▶ Work instruction:
Find "fs::create_dir_all(out_dir)?;" and "let device = Default::default();" in the records below. Copy the lines holding them and every line between, exactly, and no others.
[Opening Data supplied section]
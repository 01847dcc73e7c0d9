use super::tokenizer::{Tokenizer, TokenizerError};
use burn::data::dataset::Dataset;
use rand::seq::SliceRandom;
use rand::SeedableRng;
use serde::{Deserialize, Serialize};
use std::fs;
use std::path::Path;

#[derive(Debug, thiserror::Error)]
pub enum DataError {
    #[error("failed to read {path}: {source}")]
    Io {
        path: String,
        source: std::io::Error,
    },
    #[error("failed to parse {path}: {source}")]
    Json {
        path: String,
        source: serde_json::Error,
    },
    #[error("dataset {0} contains no records")]
    Empty(String),
    #[error("validation fraction must be in [0, 1), got {0}")]
    InvalidFraction(f64),
    #[error(transparent)]
    Tokenizer(#[from] TokenizerError),
}

/// One question/answer pair as stored in the training file.
#[derive(Clone, Debug, PartialEq, Serialize, Deserialize)]
pub struct QaRecord {
    pub question: String,
    pub answer: String,
}

/// Reads a JSON array of question/answer records.
pub fn load_records(path: impl AsRef<Path>) -> Result<Vec<QaRecord>, DataError> {
    let path = path.as_ref();
    let content = fs::read_to_string(path).map_err(|source| DataError::Io {
        path: path.display().to_string(),
        source,
    })?;

    let records: Vec<QaRecord> =
        serde_json::from_str(&content).map_err(|source| DataError::Json {
            path: path.display().to_string(),
            source,
        })?;

    tracing::info!(path = %path.display(), records = records.len(), "loaded dataset");
    Ok(records)
}

/// Deterministically splits records into (train, validation).
pub fn split(
    records: Vec<QaRecord>,
    validation_fraction: f64,
    seed: u64,
) -> Result<(Vec<QaRecord>, Vec<QaRecord>), DataError> {
    if !(0.0..1.0).contains(&validation_fraction) {
        return Err(DataError::InvalidFraction(validation_fraction));
    }
    if validation_fraction == 0.0 {
        return Ok((records, Vec::new()));
    }

    let mut records = records;
    let mut rng = rand::rngs::StdRng::seed_from_u64(seed);
    records.shuffle(&mut rng);

    let n_valid = (records.len() as f64 * validation_fraction).round() as usize;
    // Keep at least one training record.
    let n_valid = n_valid.min(records.len().saturating_sub(1));
    let valid = records.split_off(records.len() - n_valid);

    Ok((records, valid))
}

pub struct PromptTemplate;

impl PromptTemplate {
    pub fn training(record: &QaRecord) -> String {
        format!("问题：{}\n回答：{}<sep>", record.question, record.answer)
    }

    pub fn generation(question: &str) -> String {
        format!("问题：{}\n回答：", question)
    }
}

/// A tokenized prompt, padded to a fixed length.
#[derive(new, Clone, Debug)]
pub struct QaItem {
    pub input_ids: Vec<usize>,
    pub labels: Vec<usize>,
    pub attention_mask: Vec<u8>,
}

pub struct QaDataset {
    items: Vec<QaItem>,
}

impl QaDataset {
    pub fn new(
        records: &[QaRecord],
        tokenizer: &dyn Tokenizer,
        max_length: usize,
    ) -> Result<Self, DataError> {
        let items = records
            .iter()
            .map(|record| Self::tokenize(record, tokenizer, max_length))
            .collect::<Result<Vec<_>, _>>()?;

        let truncated = items
            .iter()
            .filter(|item| item.attention_mask.iter().all(|m| *m == 1))
            .count();
        if truncated > 0 {
            tracing::debug!(truncated, max_length, "prompts filling the whole context");
        }

        Ok(Self { items })
    }

    fn tokenize(
        record: &QaRecord,
        tokenizer: &dyn Tokenizer,
        max_length: usize,
    ) -> Result<QaItem, DataError> {
        let prompt = PromptTemplate::training(record);
        let mut input_ids = tokenizer.encode(&prompt)?;
        input_ids.truncate(max_length);

        let length = input_ids.len();
        let mut attention_mask = vec![1u8; length];
        attention_mask.resize(max_length, 0);
        input_ids.resize(max_length, tokenizer.pad_token());

        let labels = input_ids.clone();
        Ok(QaItem::new(input_ids, labels, attention_mask))
    }
}

impl Dataset<QaItem> for QaDataset {
    fn get(&self, index: usize) -> Option<QaItem> {
        self.items.get(index).cloned()
    }

    fn len(&self) -> usize {
        self.items.len()
    }
}
use crate::data::{QaTokenizer, Tokenizer, TokenizerError};
use crate::model::{CausalLmConfig, ModelError};
use crate::training::TOKENIZER_FILE;
use burn::{nn::transformer::TransformerEncoderConfig, prelude::*};
use std::fs;
use std::path::Path;

#[derive(Debug, thiserror::Error)]
pub enum InitError {
    #[error("d_model {d_model} is not divisible by n_head {n_head}")]
    HeadMismatch { d_model: usize, n_head: usize },
    #[error(transparent)]
    Tokenizer(#[from] TokenizerError),
    #[error(transparent)]
    Model(#[from] ModelError),
    #[error(transparent)]
    Io(#[from] std::io::Error),
}

/// Shape of a freshly initialised base model.
#[derive(Config, Debug)]
pub struct BaseModelArgs {
    pub d_model: usize,
    pub d_ff: usize,
    pub n_layer: usize,
    pub n_head: usize,
    pub max_seq_length: usize,
    #[config(default = 0.1)]
    pub dropout: f64,
}

/// Writes a randomly initialised model directory sized to the tokenizer
/// (special tokens included).
pub fn init_base_model<B: Backend>(
    tokenizer_path: &Path,
    out_dir: &Path,
    args: &BaseModelArgs,
    device: &B::Device,
) -> Result<CausalLmConfig, InitError> {
    if args.n_head == 0 || args.d_model % args.n_head != 0 {
        return Err(InitError::HeadMismatch {
            d_model: args.d_model,
            n_head: args.n_head,
        });
    }

    let tokenizer = QaTokenizer::from_file(tokenizer_path)?;

    let transformer =
        TransformerEncoderConfig::new(args.d_model, args.d_ff, args.n_head, args.n_layer)
            .with_norm_first(true)
            .with_dropout(args.dropout);
    let config = CausalLmConfig::new(
        transformer,
        tokenizer.vocab_size(),
        tokenizer.pad_token(),
        args.max_seq_length,
    );

    fs::create_dir_all(out_dir)?;
    config.init::<B>(device).save(out_dir, &config)?;
    tokenizer.save(out_dir.join(TOKENIZER_FILE))?;

    tracing::info!(
        out_dir = %out_dir.display(),
        vocab_size = config.vocab_size,
        "initialised base model"
    );
    Ok(config)
}

#[cfg(test)]
mod tests {
    use super::*;
    use crate::data::tokenizer::tests::{write_test_tokenizer, BASE_VOCAB};
    use crate::data::tokenizer::SPECIAL_TOKENS;
    use crate::model::CausalLm;
    use burn::backend::ndarray::NdArray;

    type TestBackend = NdArray<f32>;

    #[test]
    fn test_init_sizes_vocab_to_tokenizer() {
        let root = tempfile::tempdir().unwrap();
        let tokenizer = write_test_tokenizer(root.path());
        let out = root.path().join("base");
        let device = Default::default();

        let config = init_base_model::<TestBackend>(
            &tokenizer,
            &out,
            &BaseModelArgs::new(16, 32, 1, 2, 8),
            &device,
        )
        .unwrap();
        assert_eq!(config.vocab_size, BASE_VOCAB + SPECIAL_TOKENS.len() + 1);

        let (_, loaded) = CausalLm::<TestBackend>::load(&out, &device).unwrap();
        assert_eq!(loaded.pad_token, config.pad_token);
        assert!(out.join(TOKENIZER_FILE).exists());
    }

    #[test]
    fn test_init_rejects_bad_heads() {
        let root = tempfile::tempdir().unwrap();
        let tokenizer = write_test_tokenizer(root.path());

        let result = init_base_model::<TestBackend>(
            &tokenizer,
            &root.path().join("base"),
            &BaseModelArgs::new(10, 32, 1, 3, 8),
            &Default::default(),
        );
        assert!(matches!(result, Err(InitError::HeadMismatch { .. })));
    }
}
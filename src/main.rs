#[macro_use]
extern crate derive_new;

use anyhow::{Context, Result};
use burn::backend::libtorch::LibTorchDevice;
use burn::backend::LibTorch;
use burn::config::Config;
use rand::SeedableRng;
use std::path::Path;

pub mod cli;
pub mod data;
pub mod init;
pub mod model;
pub mod perplexity;
pub mod progress;
pub mod session;
pub mod training;

use cli::*;
use data::{PromptTemplate, QaTokenizer, Tokenizer};
use init::BaseModelArgs;
use model::CausalLm;
use training::{TrainingArgs, TOKENIZER_FILE};

type InferenceBackend = LibTorch<f32>;

fn main() -> Result<()> {
    let cli = Cli::parse();
    init_logging(cli.verbose)?;

    match cli.command {
        Commands::Init {
            tokenizer,
            out_dir,
            d_model,
            d_ff,
            n_layer,
            n_head,
            max_seq_length,
            dropout,
        } => {
            let args = BaseModelArgs::new(d_model, d_ff, n_layer, n_head, max_seq_length)
                .with_dropout(dropout);
            let config = init::init_base_model::<InferenceBackend>(
                &tokenizer,
                &out_dir,
                &args,
                &LibTorchDevice::Cpu,
            )
            .context("Failed to initialise base model")?;
            println!(
                "Base model written to {} (vocab size {})",
                out_dir.display(),
                config.vocab_size
            );
        }

        Commands::Finetune {
            model,
            data,
            args,
            output_dir,
            no_overwrite,
            epochs,
            batch_size,
            learning_rate,
            max_length,
            save_total_limit,
            validation_fraction,
            num_workers,
            seed,
            fp16,
            full_metrics,
            device,
        } => {
            let mut training_args = match &args {
                Some(path) => TrainingArgs::load(path).map_err(|e| {
                    anyhow::anyhow!("Failed to load training args {}: {e:?}", path.display())
                })?,
                None => TrainingArgs::new(),
            };
            let overrides = Overrides {
                output_dir,
                no_overwrite,
                epochs,
                batch_size,
                learning_rate,
                max_length,
                save_total_limit,
                validation_fraction,
                num_workers,
                seed,
                fp16,
                full_metrics,
            };
            overrides.apply(&mut training_args);

            let report = training::finetune(&model, &data, &training_args, resolve_device(device))
                .context("Fine-tuning failed")?;

            println!("\nFine-tuning completed!");
            println!("{}", "-".repeat(60));
            println!("  Records:    {}", report.records);
            println!("  Precision:  {:?}", report.precision);
            match report.final_loss {
                Some(loss) => println!("  Train loss: {:.4} (PPL {:.4})", loss, loss.exp()),
                None => println!("  Train loss: n/a"),
            }
            println!("  Saved to:   {}", report.output_dir.display());
            println!("{}", "-".repeat(60));
        }

        Commands::Generate {
            model,
            question,
            num_tokens,
            temperature,
            seed,
            device,
        } => {
            let answer = answer(&model, &question, num_tokens, temperature, seed, device)?;
            println!("{}", answer);
        }

        Commands::List { models_dir } => {
            let runs = session::list_runs(&models_dir)
                .with_context(|| format!("Failed to read {}", models_dir.display()))?;
            println!("\nFine-tuned models:");
            if runs.is_empty() {
                println!("No fine-tuned models found.");
            } else {
                println!(
                    "{:<32} {:<16} {:<10} {:<8} {:<8} {:<10} {:<24}",
                    "Directory", "Timestamp", "Duration", "Records", "Epochs", "Loss", "Base model"
                );
                println!("{}", "-".repeat(112));
                for run in runs {
                    let metadata = &run.metadata;
                    println!(
                        "{:<32} {:<16} {:<10} {:<8} {:<8} {:<10.4} {:<24}",
                        run.dir.display(),
                        metadata.get_timestamp(),
                        metadata.get_duration().as_deref().unwrap_or(""),
                        metadata.get_records(),
                        metadata.get_epochs(),
                        metadata.get_final_loss().unwrap_or(f64::NAN),
                        metadata.get_base_model(),
                    );
                }
            }
        }
    }
    Ok(())
}

fn init_logging(verbose: bool) -> Result<()> {
    use tracing_subscriber::{fmt, EnvFilter};

    let level = if verbose { "debug" } else { "info" };
    let filter =
        EnvFilter::from_default_env().add_directive(format!("qa_finetune={}", level).parse()?);

    fmt()
        .with_env_filter(filter)
        .with_target(false)
        .compact()
        .init();

    Ok(())
}

fn resolve_device(choice: DeviceChoice) -> LibTorchDevice {
    match choice {
        DeviceChoice::Cpu => LibTorchDevice::Cpu,
        DeviceChoice::Cuda => LibTorchDevice::Cuda(0),
        DeviceChoice::Mps => LibTorchDevice::Mps,
        DeviceChoice::Auto => {
            if tch::Cuda::is_available() {
                LibTorchDevice::Cuda(0)
            } else if tch::utils::has_mps() {
                LibTorchDevice::Mps
            } else {
                LibTorchDevice::Cpu
            }
        }
    }
}

fn answer(
    model_dir: &Path,
    question: &str,
    num_tokens: usize,
    temperature: f64,
    seed: Option<u64>,
    device: DeviceChoice,
) -> Result<String> {
    let device = resolve_device(device);
    let tokenizer = QaTokenizer::from_file(model_dir.join(TOKENIZER_FILE))
        .context("Failed to load tokenizer")?;
    let (model, _) = CausalLm::<InferenceBackend>::load(model_dir, &device)
        .with_context(|| format!("Failed to load model from {}", model_dir.display()))?;

    let prompt = tokenizer.encode(&PromptTemplate::generation(question))?;
    let mut rng = match seed {
        Some(s) => rand::rngs::StdRng::seed_from_u64(s),
        None => rand::rngs::StdRng::from_entropy(),
    };

    let stop = [tokenizer.sep_token(), tokenizer.eod_token()];
    let generated = model.generate(&prompt, num_tokens, temperature, &stop, &mut rng)?;
    tracing::debug!(
        prompt = prompt.len(),
        context = model.max_seq_length(),
        generated = generated.len(),
        "generated answer"
    );

    Ok(tokenizer.decode(&generated)?)
}

/// Command-line values layered over the loaded or default training args.
struct Overrides {
    output_dir: Option<String>,
    no_overwrite: bool,
    epochs: Option<usize>,
    batch_size: Option<usize>,
    learning_rate: Option<f64>,
    max_length: Option<usize>,
    save_total_limit: Option<usize>,
    validation_fraction: Option<f64>,
    num_workers: Option<usize>,
    seed: Option<u64>,
    fp16: Option<bool>,
    full_metrics: bool,
}

impl Overrides {
    fn apply(self, args: &mut TrainingArgs) {
        if let Some(output_dir) = self.output_dir {
            args.output_dir = output_dir;
        }
        if self.no_overwrite {
            args.overwrite_output_dir = false;
        }
        if let Some(epochs) = self.epochs {
            args.num_train_epochs = epochs;
        }
        if let Some(batch_size) = self.batch_size {
            args.per_device_train_batch_size = batch_size;
        }
        if let Some(learning_rate) = self.learning_rate {
            args.learning_rate = learning_rate;
        }
        if let Some(max_length) = self.max_length {
            args.max_length = max_length;
        }
        if let Some(limit) = self.save_total_limit {
            args.save_total_limit = limit;
        }
        if let Some(fraction) = self.validation_fraction {
            args.validation_fraction = fraction;
        }
        if let Some(num_workers) = self.num_workers {
            args.num_workers = num_workers;
        }
        if let Some(seed) = self.seed {
            args.seed = seed;
        }
        if self.fp16.is_some() {
            args.fp16 = self.fp16;
        }
        if self.full_metrics {
            args.prediction_loss_only = false;
        }
    }
}

#[cfg(test)]
mod tests {
    use super::*;

    #[test]
    fn test_overrides_only_touch_given_values() {
        let mut args = TrainingArgs::new();
        let overrides = Overrides {
            output_dir: Some("out".into()),
            no_overwrite: true,
            epochs: Some(5),
            batch_size: None,
            learning_rate: None,
            max_length: Some(128),
            save_total_limit: None,
            validation_fraction: None,
            num_workers: None,
            seed: None,
            fp16: Some(false),
            full_metrics: true,
        };
        overrides.apply(&mut args);

        assert_eq!(args.output_dir, "out");
        assert!(!args.overwrite_output_dir);
        assert_eq!(args.num_train_epochs, 5);
        assert_eq!(args.per_device_train_batch_size, 2);
        assert_eq!(args.max_length, 128);
        assert_eq!(args.fp16, Some(false));
        assert!(!args.prediction_loss_only);
    }

    #[test]
    fn test_cli_parses_finetune() {
        let cli = Cli::try_parse_from([
            "qa-finetune",
            "finetune",
            "--model",
            "base",
            "--epochs",
            "1",
            "--device",
            "cpu",
        ])
        .unwrap();

        match cli.command {
            Commands::Finetune {
                data,
                epochs,
                device,
                ..
            } => {
                assert_eq!(data, Path::new("finetune_data.json"));
                assert_eq!(epochs, Some(1));
                assert!(matches!(device, DeviceChoice::Cpu));
            }
            _ => panic!("expected finetune"),
        }
    }
}
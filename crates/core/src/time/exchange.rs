use anyhow::Context;
use chrono::{DateTime, FixedOffset, NaiveDate};

/// Converts a provider bar timestamp (unix seconds, UTC) to the calendar date on the exchange,
/// given the exchange's UTC offset in seconds as reported alongside the bars.
pub fn exchange_date(timestamp: i64, gmt_offset_secs: i32) -> anyhow::Result<NaiveDate> {
    let offset = FixedOffset::east_opt(gmt_offset_secs)
        .with_context(|| format!("invalid exchange UTC offset: {gmt_offset_secs}s"))?;
    let utc = DateTime::from_timestamp(timestamp, 0)
        .with_context(|| format!("bar timestamp out of range: {timestamp}"))?;
    Ok(utc.with_timezone(&offset).date_naive())
}
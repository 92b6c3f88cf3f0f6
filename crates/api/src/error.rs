use axum::http::StatusCode;
use axum::response::{IntoResponse, Response};
use axum::Json;
use quotes_core::ingest::provider::SymbolNotFound;
use serde::Serialize;

pub const TICKER_REQUIRED: &str = "Ticker parameter is required";
pub const STOCK_NO_DATA: &str = "No data found for the given ticker";
pub const SUPPORT_NO_DATA: &str = "No data available for the specified period";

/// Request failure kinds and the status each one maps to.
#[derive(Debug)]
pub enum ApiError {
    BadRequest(String),
    NoData(String),
    Upstream(anyhow::Error),
}

#[derive(Debug, Serialize)]
struct ErrorBody {
    error: String,
}

impl ApiError {
    /// Provider failures: an unknown symbol is reported the same way as an empty result.
    pub fn from_provider(err: anyhow::Error, no_data_message: &str) -> Self {
        if err.downcast_ref::<SymbolNotFound>().is_some() {
            tracing::info!(error = %err, "provider does not know symbol");
            return Self::NoData(no_data_message.to_string());
        }
        Self::Upstream(err)
    }
}

impl IntoResponse for ApiError {
    fn into_response(self) -> Response {
        let (status, error) = match self {
            Self::BadRequest(msg) => (StatusCode::BAD_REQUEST, msg),
            Self::NoData(msg) => (StatusCode::NOT_FOUND, msg),
            Self::Upstream(err) => {
                sentry_anyhow::capture_anyhow(&err);
                let msg = format!("{err:#}");
                tracing::error!(error = %msg, "request failed");
                (StatusCode::INTERNAL_SERVER_ERROR, msg)
            }
        };

        (status, Json(ErrorBody { error })).into_response()
    }
}
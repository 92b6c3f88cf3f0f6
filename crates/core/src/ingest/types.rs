use chrono::NaiveDate;

/// One daily row as delivered by a market-data provider. `None` marks a value the provider left
/// blank for that date.
#[derive(Debug, Clone, PartialEq)]
pub struct DailyBar {
    pub date: NaiveDate,
    pub open: Option<f64>,
    pub high: Option<f64>,
    pub low: Option<f64>,
    pub close: Option<f64>,
    pub volume: Option<u64>,
}

impl DailyBar {
    pub fn has_any_price(&self) -> bool {
        self.open.is_some() || self.high.is_some() || self.low.is_some() || self.close.is_some()
    }

    pub fn is_complete(&self) -> bool {
        self.open.is_some()
            && self.high.is_some()
            && self.low.is_some()
            && self.close.is_some()
            && self.volume.is_some()
    }
}
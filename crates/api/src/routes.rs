use std::sync::Arc;

use axum::{
    extract::{rejection::QueryRejection, Query, State},
    routing::get,
    Json, Router,
};
use tower_http::cors::CorsLayer;
use tower_http::trace::TraceLayer;

use quotes_core::domain::ohlcv::OhlcvSeries;
use quotes_core::domain::pivot::{PivotLevels, PivotResponse};
use quotes_core::ingest::provider::{MarketDataProvider, DAILY_INTERVAL};

use crate::error::{ApiError, STOCK_NO_DATA, SUPPORT_NO_DATA, TICKER_REQUIRED};

pub const DEFAULT_PERIOD: &str = "1mo";
const PIVOT_PERIOD: &str = "1mo";

#[derive(Clone)]
pub struct AppState {
    pub provider: Arc<dyn MarketDataProvider>,
    pub default_ticker: Arc<str>,
}

pub fn router(state: AppState) -> Router {
    Router::new()
        .route("/healthz", get(healthz))
        .route("/api/stock", get(get_stock))
        .route("/api/support", get(get_support))
        .with_state(state)
        .layer(CorsLayer::permissive())
        .layer(TraceLayer::new_for_http())
}

async fn healthz() -> &'static str {
    "ok"
}

/// Query pairs as sent; a repeated key resolves to its first value.
#[derive(Debug, Default)]
struct QueryParams(Vec<(String, String)>);

impl QueryParams {
    fn from_extracted(
        query: Result<Query<Vec<(String, String)>>, QueryRejection>,
    ) -> Result<Self, ApiError> {
        let Query(pairs) = query.map_err(|e| ApiError::BadRequest(e.body_text()))?;
        Ok(Self(pairs))
    }

    /// First non-blank value for `key`, trimmed.
    fn first(&self, key: &str) -> Option<String> {
        self.0
            .iter()
            .find(|(k, _)| k == key)
            .map(|(_, v)| v.trim().to_string())
            .filter(|v| !v.is_empty())
    }
}

async fn get_stock(
    State(state): State<AppState>,
    query: Result<Query<Vec<(String, String)>>, QueryRejection>,
) -> Result<Json<OhlcvSeries>, ApiError> {
    let params = QueryParams::from_extracted(query)?;
    let ticker = params
        .first("ticker")
        .unwrap_or_else(|| state.default_ticker.to_string());
    let period = params
        .first("period")
        .unwrap_or_else(|| DEFAULT_PERIOD.to_string());

    let bars = state
        .provider
        .fetch_history(&ticker, &period, DAILY_INTERVAL)
        .await
        .map_err(|e| ApiError::from_provider(e, STOCK_NO_DATA))?;

    let series = OhlcvSeries::from_bars(&bars);
    if series.is_empty() {
        return Err(ApiError::NoData(STOCK_NO_DATA.to_string()));
    }

    tracing::debug!(%ticker, %period, rows = series.len(), "stock history served");
    Ok(Json(series))
}

async fn get_support(
    State(state): State<AppState>,
    query: Result<Query<Vec<(String, String)>>, QueryRejection>,
) -> Result<Json<PivotResponse>, ApiError> {
    let Some(ticker) = QueryParams::from_extracted(query)?.first("ticker") else {
        return Err(ApiError::BadRequest(TICKER_REQUIRED.to_string()));
    };

    let bars = state
        .provider
        .fetch_history(&ticker, PIVOT_PERIOD, DAILY_INTERVAL)
        .await
        .map_err(|e| ApiError::from_provider(e, SUPPORT_NO_DATA))?;

    let Some(levels) = PivotLevels::from_latest(&bars) else {
        return Err(ApiError::NoData(SUPPORT_NO_DATA.to_string()));
    };

    tracing::debug!(%ticker, rows = bars.len(), pivot = levels.pivot_point, "pivot levels served");
    Ok(Json(PivotResponse::new(ticker, &levels)))
}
[Closing Data supplied section]
▶ Result:
    fs::create_dir_all(out_dir)?;
    config.init::<B>(device).save(out_dir, &config)?;
    tokenizer.save(out_dir.join(TOKENIZER_FILE))?;

    tracing::info!(
        out_dir = %out_dir.display(),
        vocab_size = config.vocab_size,
        "initialised base model"
    );
    Ok(config)
}

#[cfg(test)]
mod tests {
    use super::*;
    use crate::data::tokenizer::tests::{write_test_tokenizer, BASE_VOCAB};
    use crate::data::tokenizer::SPECIAL_TOKENS;
    use crate::model::CausalLm;
    use burn::backend::ndarray::NdArray;

    type TestBackend = NdArray<f32>;

    #[test]
    fn test_init_sizes_vocab_to_tokenizer() {
        let root = tempfile::tempdir().unwrap();
        let tokenizer = write_test_tokenizer(root.path());
        let out = root.path().join("base");
        let device = Default::default();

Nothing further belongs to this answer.